Deng Xiaoping [1989-2002, China]

Amid China had difficulty in economic growth in 1980s, Deng Xiaoping came to power in 1989 and visited New York and Singapore to benchmark their economy which later influenced China’s pragmatic improvement. The Communist Party authorities implemented the market reforms by de-collectivization of agriculture, the opening up foreign investment, and encouragement for entrepreneurs to start businesses. Privatization and contracting out of much state-owned industry was carried out since a large percentage of industries remained state-owned. Lifting of price controls was a major reform in following free market economy. Later In 2001, China joined the World Trade Organization. However, the political repression, including the 1989 Tiananmen Square protests, increased public demand for political freedom that corresponds to the economic freedom he promised to give. 

Others

Colombian President, Alvaro Uribe Velez, elected after two financial crises in 1990. He put effort in the economic growth by restructuring the country's finances and quelling the guerrilla rebellion, which were regarded as an obstacle to national growth. However, his beautiful days did not last long, He has lost the public's trust and failed to succeed in three consecutive terms. Suharto was in regime for 31 years in Indonesia. He has made high growth in 1970, 1980, escaping from poor countries. However, corruption of family and school relations delays were discovered and made riots in Jakarta. General Augusto Pinochet, former Chilean dictator, controlled over hyperinflation, fiscal spending and debt when Chile had struggled with the economy. However, It has been revealed that Pinochet embezzled public money from 1973 to 1990 and took $26 million through arms smuggling. Former President of Argentina, Nestor Kirchner struggled to get out from economic downturn. He has tightened the economic belt in 2005 and the economy slowly recovered. However, in his regime, the details of bribery received from construction and energy companies were released, which made the president in bribery scandal. 

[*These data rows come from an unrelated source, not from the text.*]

//! Profile service facade — CRUD, sessions, personas and fixture seeding,
//! with merge and match delegated to the engine components.

use std::fs;
use std::path::Path;
use std::sync::Arc;

use serde_json::Value;
use tracing::{debug, error, info, warn};

use stitch_model::{
    Condition, Persona, PersonaWithSessions, Profile, PropertyCatalog, Session,
};
use stitch_store::ProfileStore;
use stitch_types::{ProfileId, SessionId, Timestamp};

use crate::error::EngineResult;
use crate::matcher::ConditionMatcher;
use crate::merger::{MergeConfig, ProfileMerger};
use crate::registry::StrategyRegistry;

/// Upper bound on `merged_with` hops when following lineage; guards against
/// tombstone cycles left by interleaved partial merges.
const MAX_LINEAGE_HOPS: usize = 10;

/// The entry point the tracking/delivery layer talks to.
pub struct ProfileService {
    store: Arc<dyn ProfileStore>,
    merger: ProfileMerger,
    matcher: ConditionMatcher,
}

impl ProfileService {
    /// Creates a service with the default merge configuration.
    pub fn new(
        store: Arc<dyn ProfileStore>,
        catalog: Arc<dyn PropertyCatalog>,
        registry: Arc<StrategyRegistry>,
    ) -> Self {
        Self::with_config(store, catalog, registry, MergeConfig::default())
    }

    /// Creates a service with an explicit merge configuration.
    pub fn with_config(
        store: Arc<dyn ProfileStore>,
        catalog: Arc<dyn PropertyCatalog>,
        registry: Arc<StrategyRegistry>,
        config: MergeConfig,
    ) -> Self {
        let merger = ProfileMerger::with_config(
            Arc::clone(&store),
            Arc::clone(&catalog),
            registry,
            config,
        );
        let matcher = ConditionMatcher::new(Arc::clone(&store), catalog);
        Self {
            store,
            merger,
            matcher,
        }
    }

    // ── Merge & match ────────────────────────────────────────────

    /// See [`ProfileMerger::merge_profiles_on_property`].
    pub fn merge_profiles_on_property(
        &self,
        current_profile: &Profile,
        current_session: &mut Session,
        property_name: &str,
        property_value: &Value,
    ) -> EngineResult<bool> {
        self.merger.merge_profiles_on_property(
            current_profile,
            current_session,
            property_name,
            property_value,
        )
    }

    /// See [`ConditionMatcher::match_condition`].
    pub fn match_condition(
        &self,
        condition: &Condition,
        profile: &Profile,
        session: &Session,
    ) -> EngineResult<bool> {
        self.matcher.match_condition(condition, profile, session)
    }

    // ── Profiles ─────────────────────────────────────────────────

    /// Loads a profile, following `merged_with` lineage to the canonical
    /// record: a reader asking for a tombstoned profile gets the master it
    /// was merged into, which is how partially applied merges resolve from
    /// the read side.
    pub fn load(&self, id: &ProfileId) -> EngineResult<Option<Profile>> {
        let Some(mut profile) = self.store.load_profile(id)? else {
            return Ok(None);
        };
        let mut hops = 0;
        while let Some(master_id) = profile.merged_with.clone() {
            if hops >= MAX_LINEAGE_HOPS {
                warn!(profile = %profile.id, "lineage chain too deep, returning last resolved");
                break;
            }
            match self.store.load_profile(&master_id)? {
                Some(master) => {
                    debug!(from = %profile.id, to = %master.id, "following merge lineage");
                    profile = master;
                    hops += 1;
                }
                None => {
                    warn!(profile = %profile.id, master = %master_id, "dangling merge lineage");
                    break;
                }
            }
        }
        Ok(Some(profile))
    }

    /// Saves a profile.
    pub fn save(&self, profile: &Profile) -> EngineResult<()> {
        Ok(self.store.save_profile(profile)?)
    }

    /// Hard-deletes a profile.
    pub fn delete(&self, id: &ProfileId) -> EngineResult<()> {
        Ok(self.store.remove_profile(id)?)
    }

    /// Returns all query-visible profiles.
    pub fn all_profiles(&self) -> EngineResult<Vec<Profile>> {
        Ok(self.store.all_profiles()?)
    }

    /// Returns the number of query-visible profiles.
    pub fn profile_count(&self) -> EngineResult<usize> {
        Ok(self.store.profile_count()?)
    }

    /// Queries profiles by property value, oldest first.
    pub fn find_profiles_by_property(
        &self,
        name: &str,
        value: &Value,
    ) -> EngineResult<Vec<Profile>> {
        Ok(self.store.find_profiles_by_property(name, value)?)
    }

    // ── Sessions ─────────────────────────────────────────────────

    /// Loads a session, probing the hinted partition, then the previous
    /// day's, then the whole store — sessions spanning midnight land in the
    /// previous day's partition.
    pub fn load_session(
        &self,
        id: &SessionId,
        date_hint: Option<Timestamp>,
    ) -> EngineResult<Option<Session>> {
        if let Some(hint) = date_hint {
            if let Some(session) = self.store.load_session(id, Some(hint))? {
                return Ok(Some(session));
            }
            if let Some(session) = self.store.load_session(id, Some(hint.previous_day()))? {
                return Ok(Some(session));
            }
        }
        Ok(self.store.load_session(id, None)?)
    }

    /// Saves a session.
    pub fn save_session(&self, session: &Session) -> EngineResult<()> {
        Ok(self.store.save_session(session)?)
    }

    /// Returns a profile's sessions, oldest first.
    pub fn profile_sessions(&self, id: &ProfileId) -> EngineResult<Vec<Session>> {
        Ok(self.store.sessions_for_profile(id)?)
    }

    // ── Personas ─────────────────────────────────────────────────

    /// Creates a persona with one seed session and persists both.
    pub fn create_persona(&self, id: impl Into<ProfileId>) -> EngineResult<Persona> {
        let persona = Persona::new(id);
        let session = Session::new(SessionId::random(), &persona.profile);
        self.store.save_persona(&persona)?;
        self.store.save_session(&session)?;
        Ok(persona)
    }

    /// Loads a persona by id.
    pub fn load_persona(&self, id: &ProfileId) -> EngineResult<Option<Persona>> {
        Ok(self.store.load_persona(id)?)
    }

    /// Loads a persona together with its sessions, newest last.
    pub fn load_persona_with_sessions(
        &self,
        id: &ProfileId,
    ) -> EngineResult<Option<PersonaWithSessions>> {
        let Some(persona) = self.store.load_persona(id)? else {
            return Ok(None);
        };
        let sessions = self.store.sessions_for_profile(persona.id())?;
        Ok(Some(PersonaWithSessions { persona, sessions }))
    }

    /// Removes a persona.
    pub fn delete_persona(&self, id: &ProfileId) -> EngineResult<()> {
        Ok(self.store.remove_persona(id)?)
    }

    /// Returns all personas.
    pub fn personas(&self) -> EngineResult<Vec<Persona>> {
        Ok(self.store.personas()?)
    }

    /// Seeds predefined personas from a directory of `*.json` fixtures in
    /// the [`PersonaWithSessions`] shape. Each session is rebound to its
    /// persona before saving. Malformed fixtures are logged and skipped;
    /// only filesystem-level failures abort the sweep. Returns the number
    /// of personas loaded.
    pub fn seed_personas_from_dir(&self, dir: &Path) -> EngineResult<usize> {
        let mut loaded = 0;
        for entry in fs::read_dir(dir)? {
            let path = entry?.path();
            if path.extension().and_then(|e| e.to_str()) != Some("json") {
                continue;
            }
            debug!(path = %path.display(), "loading predefined persona");
            match self.load_persona_fixture(&path) {
                Ok(id) => {
                    info!(persona = %id, "predefined persona loaded");
                    loaded += 1;
                }
                Err(err) => {
                    error!(path = %path.display(), %err, "error while loading persona fixture");
                }
            }
        }
        self.store.refresh()?;
        Ok(loaded)
    }

    fn load_persona_fixture(&self, path: &Path) -> EngineResult<ProfileId> {
        let raw = fs::read_to_string(path)?;
        let mut bundle: PersonaWithSessions = serde_json::from_str(&raw)?;
        self.store.save_persona(&bundle.persona)?;
        let persona_id = bundle.persona.id().clone();
        for session in &mut bundle.sessions {
            session.rebind(&persona_id);
            self.store.save_session(session)?;
        }
        Ok(persona_id)
    }
}
//! Built-in merge-strategy executors.
//!
//! All executors receive the superseded profiles in first-seen order and
//! must be commutative and idempotent: property enumeration order across a
//! merge is not guaranteed, and a re-run over the same inputs must report
//! no change.

use serde_json::Value;
use stitch_model::{MergeStrategyExecutor, Profile, PropertyType};

/// The well-known default strategy: the master keeps its own value, gaps
/// are filled from the first (oldest) source that carries the property.
pub struct DefaultMergeStrategy;

impl MergeStrategyExecutor for DefaultMergeStrategy {
    fn merge_property(
        &self,
        property_name: &str,
        _property_type: Option<&PropertyType>,
        sources: &[Profile],
        master: &mut Profile,
    ) -> bool {
        if master.property(property_name).is_some() {
            return false;
        }
        for source in sources {
            if let Some(value) = source.property(property_name) {
                return master.set_property(property_name, value.clone());
            }
        }
        false
    }
}

/// The value carried by the most recently first-seen profile wins,
/// overwriting the master's value when it differs.
pub struct MostRecentMergeStrategy;

impl MergeStrategyExecutor for MostRecentMergeStrategy {
    fn merge_property(
        &self,
        property_name: &str,
        _property_type: Option<&PropertyType>,
        sources: &[Profile],
        master: &mut Profile,
    ) -> bool {
        // Sources arrive oldest-first; the newest carrier wins.
        match sources
            .iter()
            .rev()
            .find_map(|s| s.property(property_name))
        {
            Some(value) => master.set_property(property_name, value.clone()),
            None => false,
        }
    }
}

/// Numeric values are summed across the master and every source.
///
/// Non-numeric carriers are ignored. Safe under re-entry because a repeated
/// merge sees an empty source list (already-tombstoned candidates are
/// filtered out before dispatch).
pub struct AddingMergeStrategy;

impl MergeStrategyExecutor for AddingMergeStrategy {
    fn merge_property(
        &self,
        property_name: &str,
        _property_type: Option<&PropertyType>,
        sources: &[Profile],
        master: &mut Profile,
    ) -> bool {
        let source_values: Vec<f64> = sources
            .iter()
            .filter_map(|s| s.property(property_name).and_then(Value::as_f64))
            .collect();
        if source_values.is_empty() {
            return false;
        }
        let total = master
            .property(property_name)
            .and_then(Value::as_f64)
            .unwrap_or(0.0)
            + source_values.iter().sum::<f64>();
        match serde_json::Number::from_f64(total) {
            Some(number) => master.set_property(property_name, Value::Number(number)),
            None => false,
        }
    }
}
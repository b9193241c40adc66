//! Identifier types used throughout the Stitch core.
//!
//! Generated identifiers use UUID v7 for time-ordered uniqueness, but the
//! wrappers are string-backed: profile ids arrive from visitor cookies and
//! persona ids are curated names, so arbitrary external strings must
//! round-trip unchanged.

use serde::{Deserialize, Serialize};
use std::fmt;
use std::str::FromStr;
use uuid::Uuid;

macro_rules! string_id {
    ($(#[$doc:meta])* $name:ident) => {
        $(#[$doc])*
        #[derive(Debug, Clone, PartialEq, Eq, Hash, PartialOrd, Ord, Serialize, Deserialize)]
        #[serde(transparent)]
        pub struct $name(String);

        impl $name {
            /// Creates a new random identifier (UUID v7, time-ordered).
            #[must_use]
            pub fn random() -> Self {
                Self(Uuid::now_v7().to_string())
            }

            /// Wraps an externally supplied identifier.
            pub fn new(id: impl Into<String>) -> Self {
                Self(id.into())
            }

            /// Returns the identifier as a string slice.
            #[must_use]
            pub fn as_str(&self) -> &str {
                &self.0
            }
        }

        impl fmt::Display for $name {
            fn fmt(&self, f: &mut fmt::Formatter<'_>) -> fmt::Result {
                f.write_str(&self.0)
            }
        }

        impl FromStr for $name {
            type Err = std::convert::Infallible;

            fn from_str(s: &str) -> Result<Self, Self::Err> {
                Ok(Self(s.to_string()))
            }
        }

        impl From<&str> for $name {
            fn from(s: &str) -> Self {
                Self(s.to_string())
            }
        }

        impl From<String> for $name {
            fn from(s: String) -> Self {
                Self(s)
            }
        }
    };
}

string_id! {
    /// Unique identifier for a profile (or persona) record.
    /// Ordering is lexical; used as the deterministic master-selection
    /// tie-break when first-visit timestamps collide.
    ProfileId
}

string_id! {
    /// Unique identifier for a session record.
    SessionId
}

string_id! {
    /// Unique identifier for a tracked event record.
    EventId
}
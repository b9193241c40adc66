use stitch_model::{
    PropertyCatalog, PropertyMergeStrategyType, PropertyType, StaticCatalog,
    DEFAULT_MERGE_STRATEGY,
};

// ── Property types ───────────────────────────────────────────────

#[test]
fn undeclared_property_uses_default_strategy() {
    let catalog = StaticCatalog::new();
    assert_eq!(
        catalog.strategy_id_for_property("email"),
        DEFAULT_MERGE_STRATEGY
    );
}

#[test]
fn declared_property_without_strategy_uses_default() {
    let mut catalog = StaticCatalog::new();
    catalog.register_property_type(PropertyType::new("email"));
    assert_eq!(
        catalog.strategy_id_for_property("email"),
        DEFAULT_MERGE_STRATEGY
    );
}

#[test]
fn declared_strategy_wins() {
    let mut catalog = StaticCatalog::new();
    catalog.register_property_type(PropertyType::with_strategy("visits", "adding"));
    assert_eq!(catalog.strategy_id_for_property("visits"), "adding");
}

#[test]
fn register_property_type_replaces() {
    let mut catalog = StaticCatalog::new();
    catalog.register_property_type(PropertyType::new("email"));
    catalog.register_property_type(PropertyType::with_strategy("email", "mostRecent"));
    assert_eq!(catalog.strategy_id_for_property("email"), "mostRecent");
}

// ── Strategy types ───────────────────────────────────────────────

#[test]
fn empty_catalog_resolves_no_strategy_types() {
    let catalog = StaticCatalog::new();
    assert!(catalog.strategy_type(DEFAULT_MERGE_STRATEGY).is_none());
}

#[test]
fn builtins_are_resolvable() {
    let catalog = StaticCatalog::with_builtins();
    for id in [DEFAULT_MERGE_STRATEGY, "mostRecent", "adding"] {
        assert!(catalog.strategy_type(id).is_some(), "missing builtin {id}");
    }
    assert!(catalog.strategy_type("nonsense").is_none());
}

#[test]
fn registered_strategy_type_resolves() {
    let mut catalog = StaticCatalog::new();
    catalog.register_strategy_type(PropertyMergeStrategyType::new("custom"));
    assert_eq!(catalog.strategy_type("custom").unwrap().id, "custom");
}
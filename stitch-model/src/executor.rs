use crate::profile::Profile;
use crate::property::PropertyType;

/// Pluggable per-property merge policy.
///
/// The merge engine resolves zero or more executors for a property's
/// declared strategy id and invokes each in registration order. Property
/// enumeration order across a merge is not guaranteed, so implementations
/// must be commutative and idempotent: re-running the same merge must
/// neither change the outcome nor report a spurious change.
pub trait MergeStrategyExecutor: Send + Sync {
    /// Merges one property across the source profiles into the master.
    ///
    /// `sources` are the superseded profiles in first-seen order; the master
    /// is not among them. Returns true if the master was modified.
    fn merge_property(
        &self,
        property_name: &str,
        property_type: Option<&PropertyType>,
        sources: &[Profile],
        master: &mut Profile,
    ) -> bool;
}
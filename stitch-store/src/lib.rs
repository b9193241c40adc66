//! Storage interface for Stitch.
//!
//! Defines [`ProfileStore`], the document-store contract the merge engine is
//! written against, and [`MemoryStore`], an in-memory reference
//! implementation.
//!
//! # Consistency model
//!
//! The contract mirrors a search-backed document store:
//!
//! - Loads by id are read-your-writes — a saved record is immediately
//!   loadable.
//! - Queries run against an index snapshot. Newly saved records only become
//!   query-visible after [`ProfileStore::refresh`], the blocking consistency
//!   barrier the merge engine issues before reattachment.
//! - Targeted field updates (`mark_profile_merged`, `reassign_session`,
//!   `reassign_event`) patch a single field in place without rewriting the
//!   record.

mod error;
mod memory;

pub use error::{StoreError, StoreResult};
pub use memory::MemoryStore;

use serde_json::Value;
use stitch_model::{Condition, Event, Persona, Profile, Session};
use stitch_types::{EventId, ProfileId, SessionId, Timestamp};

/// The document-store contract for profiles, sessions, events and personas.
pub trait ProfileStore: Send + Sync {
    // ── Profiles ─────────────────────────────────────────────────

    /// Queries profiles whose named property equals the given value,
    /// ordered by first-visit ascending (ties broken by lexical id).
    /// Tombstoned profiles are included; filtering them is the merge
    /// engine's concern.
    fn find_profiles_by_property(&self, name: &str, value: &Value)
        -> StoreResult<Vec<Profile>>;

    /// Returns all query-visible profiles.
    fn all_profiles(&self) -> StoreResult<Vec<Profile>>;

    /// Returns the number of query-visible profiles.
    fn profile_count(&self) -> StoreResult<usize>;

    /// Loads a profile by id (read-your-writes).
    fn load_profile(&self, id: &ProfileId) -> StoreResult<Option<Profile>>;

    /// Saves (creates or replaces) a profile.
    fn save_profile(&self, profile: &Profile) -> StoreResult<()>;

    /// Targeted update: sets `merged_with` on the given profile, tombstoning
    /// it as superseded by the master.
    fn mark_profile_merged(&self, id: &ProfileId, master: &ProfileId) -> StoreResult<()>;

    /// Hard-deletes a profile.
    fn remove_profile(&self, id: &ProfileId) -> StoreResult<()>;

    // ── Sessions ─────────────────────────────────────────────────

    /// Loads a session by id. `date_hint` narrows the partition the store
    /// probes first; implementations without partitions may ignore it.
    fn load_session(
        &self,
        id: &SessionId,
        date_hint: Option<Timestamp>,
    ) -> StoreResult<Option<Session>>;

    /// Saves (creates or replaces) a session.
    fn save_session(&self, session: &Session) -> StoreResult<()>;

    /// Queries sessions owned by a profile, oldest first.
    fn sessions_for_profile(&self, id: &ProfileId) -> StoreResult<Vec<Session>>;

    /// Targeted update: rewrites a session's owning profile. `timestamp` is
    /// the record's partition/version hint.
    fn reassign_session(
        &self,
        id: &SessionId,
        timestamp: Timestamp,
        profile_id: &ProfileId,
    ) -> StoreResult<()>;

    // ── Events ───────────────────────────────────────────────────

    /// Saves (creates or replaces) an event.
    fn save_event(&self, event: &Event) -> StoreResult<()>;

    /// Queries events attributed to a profile, oldest first.
    fn events_for_profile(&self, id: &ProfileId) -> StoreResult<Vec<Event>>;

    /// Targeted update: rewrites an event's attributed profile.
    fn reassign_event(
        &self,
        id: &EventId,
        timestamp: Timestamp,
        profile_id: &ProfileId,
    ) -> StoreResult<()>;

    // ── Personas ─────────────────────────────────────────────────

    /// Saves (creates or replaces) a persona.
    fn save_persona(&self, persona: &Persona) -> StoreResult<()>;

    /// Loads a persona by id.
    fn load_persona(&self, id: &ProfileId) -> StoreResult<Option<Persona>>;

    /// Removes a persona.
    fn remove_persona(&self, id: &ProfileId) -> StoreResult<()>;

    /// Returns all personas.
    fn personas(&self) -> StoreResult<Vec<Persona>>;

    // ── Consistency & matching ───────────────────────────────────

    /// Blocking consistency barrier: after this returns, every prior write
    /// is visible to queries.
    fn refresh(&self) -> StoreResult<()>;

    /// Evaluates a condition against a profile using the store's matching
    /// facility.
    fn test_match_profile(&self, condition: &Condition, profile: &Profile) -> StoreResult<bool>;

    /// Evaluates a condition against a session.
    fn test_match_session(&self, condition: &Condition, session: &Session) -> StoreResult<bool>;
}
// Copyright (c) AlphaVelocity.
// All rights reserved.
//
// This source code is licensed under the license found in the
// LICENSE file in the root directory of this source tree.

use crate::models::{CategorySummary, Transaction};
use crate::utils::percent_of;
use rust_decimal::Decimal;
use std::collections::HashMap;

/// Groups transactions by their exact category label.
///
/// `total` is the percentage denominator and is taken as given, so callers
/// must pass the total of the same kind and period. Output is sorted by
/// amount, largest first; equal amounts keep the order in which their
/// category was first seen.
pub fn summarize_by_category<'a, I>(transactions: I, total: Decimal) -> Vec<CategorySummary>
where
    I: IntoIterator<Item = &'a Transaction>,
{
    let mut index: HashMap<&'a str, usize> = HashMap::new();
    let mut groups: Vec<(&'a str, Decimal, usize)> = Vec::new();

    for t in transactions {
        match index.get(t.category.as_str()) {
            Some(&i) => {
                groups[i].1 = groups[i].1.saturating_add(t.amount);
                groups[i].2 += 1;
            }
            None => {
                index.insert(t.category.as_str(), groups.len());
                groups.push((t.category.as_str(), t.amount, 1));
            }
        }
    }

    let mut out: Vec<CategorySummary> = groups
        .into_iter()
        .map(|(category, amount, count)| CategorySummary {
            category: category.to_string(),
            amount,
            percentage: percent_of(amount, total),
            count,
        })
        .collect();
    // sort_by is stable
    out.sort_by(|a, b| b.amount.cmp(&a.amount));
    out
}
// Copyright (c) AlphaVelocity.
// All rights reserved.
//
// This source code is licensed under the license found in the
// LICENSE file in the root directory of this source tree.

use thiserror::Error;

#[derive(Debug, Error)]
pub enum StoreError {
    #[error("Database error: {0}")]
    Database(#[from] rusqlite::Error),

    #[error("Corrupt transaction row {id}: {reason}")]
    CorruptRow { id: i64, reason: String },
}

#[derive(Debug, Error)]
pub enum ReportError {
    #[error("Invalid argument: {0}")]
    InvalidArgument(String),

    #[error("Transaction store unavailable: {0}")]
    StorageUnavailable(#[from] StoreError),
}

#[derive(Debug, Error, PartialEq, Eq)]
pub enum AccessError {
    #[error("Forbidden: you don't have permission to {0}")]
    Forbidden(&'static str),

    #[error("Unknown user '{0}'")]
    UnknownUser(String),

    #[error("No user selected; pass --user <name> or run `config set default_user <name>`")]
    NoIdentity,
}
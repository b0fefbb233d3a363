// Copyright (c) AlphaVelocity.
// All rights reserved.
//
// This source code is licensed under the license found in the
// LICENSE file in the root directory of this source tree.

use crate::access::Permission;
use crate::audit::{self, AuditFilter};
use crate::models::{AuditAction, AuditEntry, User};
use crate::utils::{maybe_print_json, parse_date, pretty_table};
use anyhow::Result;
use rusqlite::Connection;

pub fn handle(conn: &Connection, who: &User, m: &clap::ArgMatches) -> Result<()> {
    if let Some(("list", sub)) = m.subcommand() {
        let entries = list(conn, who, sub)?;
        if !maybe_print_json(sub.get_flag("json"), sub.get_flag("jsonl"), &entries)? {
            let rows: Vec<Vec<String>> = entries
                .iter()
                .map(|e| {
                    vec![
                        e.id.to_string(),
                        e.created_at.format("%Y-%m-%d %H:%M:%S").to_string(),
                        e.user_name.clone(),
                        e.action.as_str().to_string(),
                        format!("{} #{}", e.entity_type, e.entity_id),
                        change_summary(e),
                    ]
                })
                .collect();
            println!(
                "{}",
                pretty_table(&["ID", "When", "User", "Action", "Entity", "Change"], rows)
            );
        }
    }
    Ok(())
}

pub fn list(conn: &Connection, who: &User, sub: &clap::ArgMatches) -> Result<Vec<AuditEntry>> {
    who.require(Permission::AccessAudit)?;
    let action = sub
        .get_one::<String>("action")
        .map(|a| a.parse::<AuditAction>().map_err(anyhow::Error::msg))
        .transpose()?;
    let date = |name: &str| sub.get_one::<String>(name).map(|s| parse_date(s)).transpose();
    let filter = AuditFilter {
        action,
        entity_type: sub.get_one::<String>("entity-type").cloned(),
        entity_id: sub.get_one::<String>("entity-id").cloned(),
        from: date("from")?,
        to: date("to")?,
        limit: sub.get_one::<usize>("limit").copied(),
        offset: sub.get_one::<usize>("offset").copied(),
    };
    audit::list(conn, &filter)
}

fn change_summary(e: &AuditEntry) -> String {
    let field = |v: &Option<serde_json::Value>, key: &str| {
        v.as_ref()
            .and_then(|v| v.get(key))
            .and_then(|v| v.as_str())
            .map(str::to_string)
    };
    match e.action {
        AuditAction::Create | AuditAction::Delete => {
            let data = if e.action == AuditAction::Create { &e.new_data } else { &e.old_data };
            format!(
                "{} {}",
                field(data, "category").unwrap_or_default(),
                field(data, "amount").unwrap_or_default()
            )
        }
        AuditAction::Update => format!(
            "{} -> {}",
            field(&e.old_data, "amount").unwrap_or_default(),
            field(&e.new_data, "amount").unwrap_or_default()
        ),
    }
}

[Columbia, Indonesia, Chile, Argentina]

It is not only emerging country.

Advanced countries such as U.S also have rise and fall of the leader. Ronald Reagan, former president of United States was a symbol of a reformer with economic victory against the Soviet Union, Japan, and Germany. Even though he has suppressed hyperinflation, he could not avoid scandal issue. 

Exception 

Not every leader has rise and fall. There are exceptions. Venezuelan former radical populist President Hugo Chávez Chavez promoted experimental socialism but has laid more economic downturn. However, Lee Kuan Yew ruled Singapore for over 30 years, but his energy for reform has never cooled down. Singapore economy has never been in serious downturn during his regime. Mahathir Mohamad has years achieved economic miracles when he was taking role as Prime Minister of Malaysia. There was no corruption or scandal during his era.